Hydrocephalus Treatment

It is a condition in which due to accumulation of the brain water there is an increase in the intracranial pressure.

Physiologically, there is a continuous formation of water inside our brain in the ventricles, from where it circulates in and around the brain and spinal cord, and finally absorbed in the brain itself through the arachnoid villi. Approximately, it forms around 450 ml of cerebrospinal fluid per day.

This fluid keeps the brain and the spinal cord floating, provides padding and helps in the circulation of various nutrients.

Hydrocephalus results when there is any obstruction to this CSF pathway or there is some pathology in the absorption mechanism. This results in accumulation of fluid inside the ventricles, increasing the intracranial pressure and producing symptoms. This can occur in any age group.

We usually classify hydrocephalus into two subgroups:

Obstructive Hydrocephalus: In which there is an obstruction to the CSF flow secondary to a tumor or a cyst near the foramen of monro or at the aqueduct. At times in the pediatric age group, there may be a thin membrane at the aqueduct causing aqueductal stenosis.

Communicating Hydrocephalus: In this subtype, the CSF is not adequately absorbed hence causing hydrocephalus. It may be secondary to infections, tuberculosis or haemorrhage.

Rarely, pressure can be built in our brain without enlargement of ventricular size. A condition known as “Idiopathic Intracranial Hypertension or Pseudo tumor cerebri”. It is most often found in fatty, middle aged females. This has a high ICP but ventricles are slit like.

Hydrocephalus Treatment:

Hydrocephalus does not always require treatment. Many times we see a number of patients with enlarged ventricles over many years, but they do not manifest any symptoms. It is called arrested hydrocephalus.

Most of symptomatic require treatment, and if left untreated can result in permanent neurological damage. There are some medications which can reduce the formation of CSF, but cannot stop fully, so treatment is usually surgical.

Communicating Hydrocephalus: There is some pathology with the reabsorption of CSF. Hence, shunting is done in symptomatic patients.

Obstructive Hydrocephalus: In this, there is obstruction to CSF flow. In such patients either shunting or removing the obstruction or creating a bypass is done.

Whenever there is a mass or a cyst in the ventricles, removal of the lesion may resolve the hydrocephalus and allow the CSF to flow normally.

In aqueduct stenosis, there is an obstruction at the proximal portion of the duct.

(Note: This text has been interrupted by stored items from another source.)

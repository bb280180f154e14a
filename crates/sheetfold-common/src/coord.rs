//! A1 coordinate helpers.
//!
//! Rows and columns are 1-based throughout the workspace, matching the way
//! references are written in formulas (`C2` is row 2, column 3). The `$`
//! anchors of an A1 token are preserved as fixed flags so that drag/fill
//! semantics can be reasoned about later.

use core::fmt;

use once_cell::sync::Lazy;

/// Largest column Excel accepts (`XFD`).
pub const MAX_COL: u32 = 16_384;
/// Largest row Excel accepts.
pub const MAX_ROW: u32 = 1_048_576;

// Column lookup table for common columns (A-ZZ = 702 columns)
static COLUMN_LOOKUP: Lazy<Vec<String>> = Lazy::new(|| {
    let mut cols = Vec::with_capacity(702);
    for c in b'A'..=b'Z' {
        cols.push(String::from(c as char));
    }
    for c1 in b'A'..=b'Z' {
        for c2 in b'A'..=b'Z' {
            cols.push(format!("{}{}", c1 as char, c2 as char));
        }
    }
    cols
});

/// Errors returned while decoding an A1 token.
#[derive(Clone, Debug, Eq, PartialEq)]
pub enum A1ParseError {
    Empty,
    MissingColumn(String),
    MissingRow(String),
    ColumnOutOfRange(String),
    RowOutOfRange(String),
    TrailingInput(String),
}

impl fmt::Display for A1ParseError {
    fn fmt(&self, f: &mut fmt::Formatter<'_>) -> fmt::Result {
        match self {
            A1ParseError::Empty => write!(f, "empty cell reference"),
            A1ParseError::MissingColumn(s) => write!(f, "missing column letters in '{s}'"),
            A1ParseError::MissingRow(s) => write!(f, "missing row number in '{s}'"),
            A1ParseError::ColumnOutOfRange(s) => {
                write!(f, "column in '{s}' exceeds {MAX_COL}")
            }
            A1ParseError::RowOutOfRange(s) => write!(f, "row in '{s}' is 0 or exceeds {MAX_ROW}"),
            A1ParseError::TrailingInput(s) => write!(f, "unexpected characters in '{s}'"),
        }
    }
}

impl std::error::Error for A1ParseError {}

/// Decoded pieces of an A1 token such as `$B7`.
#[derive(Clone, Copy, Debug, Eq, PartialEq, Hash)]
pub struct A1Parts {
    pub row: u32,
    pub col: u32,
    pub row_fixed: bool,
    pub col_fixed: bool,
}

impl fmt::Display for A1Parts {
    fn fmt(&self, f: &mut fmt::Formatter<'_>) -> fmt::Result {
        if self.col_fixed {
            write!(f, "$")?;
        }
        write!(f, "{}", column_to_letters(self.col))?;
        if self.row_fixed {
            write!(f, "$")?;
        }
        write!(f, "{}", self.row)
    }
}

/// Parse an A1 cell token (`A1`, `$A1`, `A$1`, `$A$1`) using byte-based scanning.
///
/// Lower-case column letters are accepted, as Excel does.
pub fn parse_a1(reference: &str) -> Result<A1Parts, A1ParseError> {
    let bytes = reference.as_bytes();
    if bytes.is_empty() {
        return Err(A1ParseError::Empty);
    }
    let mut i = 0;

    let col_fixed = bytes[i] == b'$';
    if col_fixed {
        i += 1;
    }

    let col_start = i;
    while i < bytes.len() && bytes[i].is_ascii_alphabetic() {
        i += 1;
    }
    if i == col_start {
        return Err(A1ParseError::MissingColumn(reference.to_string()));
    }
    let col = letters_to_column(&reference[col_start..i])
        .ok_or_else(|| A1ParseError::ColumnOutOfRange(reference.to_string()))?;

    let row_fixed = i < bytes.len() && bytes[i] == b'$';
    if row_fixed {
        i += 1;
    }

    let row_start = i;
    while i < bytes.len() && bytes[i].is_ascii_digit() {
        i += 1;
    }
    if i == row_start {
        return Err(A1ParseError::MissingRow(reference.to_string()));
    }
    if i != bytes.len() {
        return Err(A1ParseError::TrailingInput(reference.to_string()));
    }
    let row = reference[row_start..i]
        .parse::<u32>()
        .ok()
        .filter(|r| (1..=MAX_ROW).contains(r))
        .ok_or_else(|| A1ParseError::RowOutOfRange(reference.to_string()))?;

    Ok(A1Parts {
        row,
        col,
        row_fixed,
        col_fixed,
    })
}

/// Convert 1-based column letters (`A`, `BC`, case-insensitive) into a column number.
pub fn letters_to_column(letters: &str) -> Option<u32> {
    // XFD is the widest column, anything longer cannot be a column.
    if letters.is_empty() || letters.len() > 3 {
        return None;
    }
    let mut col = 0u32;
    for b in letters.bytes() {
        if !b.is_ascii_alphabetic() {
            return None;
        }
        col = col * 26 + (b.to_ascii_uppercase() - b'A' + 1) as u32;
    }
    (col <= MAX_COL).then_some(col)
}

/// Convert a 1-based column number to letters using the lookup table for common values.
pub fn column_to_letters(mut col: u32) -> String {
    if col > 0 && col <= 702 {
        return COLUMN_LOOKUP[(col - 1) as usize].clone();
    }

    let mut result = String::with_capacity(3);
    while col > 0 {
        col -= 1;
        result.insert(0, ((col % 26) as u8 + b'A') as char);
        col /= 26;
    }
    result
}

#[cfg(test)]
mod tests {
    use super::*;

    #[test]
    fn parses_anchor_flags() {
        let parts = parse_a1("$B7").unwrap();
        assert_eq!(
            parts,
            A1Parts {
                row: 7,
                col: 2,
                row_fixed: false,
                col_fixed: true
            }
        );
        let parts = parse_a1("aa$10").unwrap();
        assert_eq!((parts.col, parts.row), (27, 10));
        assert!(parts.row_fixed);
        assert!(!parts.col_fixed);
    }

    #[test]
    fn rejects_malformed_tokens() {
        assert_eq!(parse_a1(""), Err(A1ParseError::Empty));
        assert!(matches!(parse_a1("12"), Err(A1ParseError::MissingColumn(_))));
        assert!(matches!(parse_a1("AB"), Err(A1ParseError::MissingRow(_))));
        assert!(matches!(parse_a1("A0"), Err(A1ParseError::RowOutOfRange(_))));
        assert!(matches!(parse_a1("XFE1"), Err(A1ParseError::ColumnOutOfRange(_))));
        assert!(matches!(parse_a1("A1B"), Err(A1ParseError::TrailingInput(_))));
    }

    #[test]
    fn column_letter_roundtrip() {
        for col in [1, 26, 27, 52, 702, 703, 16_384] {
            let letters = column_to_letters(col);
            assert_eq!(letters_to_column(&letters), Some(col), "{letters}");
        }
        assert_eq!(column_to_letters(28), "AB");
        assert_eq!(column_to_letters(16_384), "XFD");
    }

    #[test]
    fn display_restores_dollars() {
        assert_eq!(parse_a1("$c$3").unwrap().to_string(), "$C$3");
        assert_eq!(parse_a1("D$12").unwrap().to_string(), "D$12");
    }
}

Shunting is done in such cases, where we put a catheter into the ventricles and bypasses the fluid in the belly, from where it is absorbed

Endoscopic third ventriculostomy (ETV): in this we divert the obstructive site by doing a small opening in the floor of the third ventricle.

Shunt Surgery:

In this we place one end of a plastic (latex) catheter inside the ventricles of the brain, by making a very small opening in the skull to pass the catheter through it usually in the parietal region. The other end of the catheter is placed inside the belly through a subcutaneous tunnel made, so that the fluid from the ventricle directly goes into the belly, from where it can be absorbed easily. Between the catheters, there is a valve which maintains the flow of CSF and stops it’s over drainage into the belly. This type of shunt is called a ventriculo-peritoneal shunt. Sometimes, we can drain the CSF in the heart or lungs as well. The whole shunt is lying below the skin and nothing is visible outside.

These shunts can sometimes malfunction because of the obstruction of the catheter or disconnection. In such cases we need to do a shunt revision surgery.

ETV (Endoscopic Third Ventriculostomy):

Done mainly in the cases of obstructive hydrocephalus. In this we do a small opening in the frontal region, and pass a camera inside the ventricles directly with working channels. Then from the opening of the lateral ventricle, is passed to the third ventricle. Then a small opening is created in the floor of the third ventricle, through which the CSF directly enters the base of the skull, bypassing the obstruction. Then it circulates and is absorbed normally.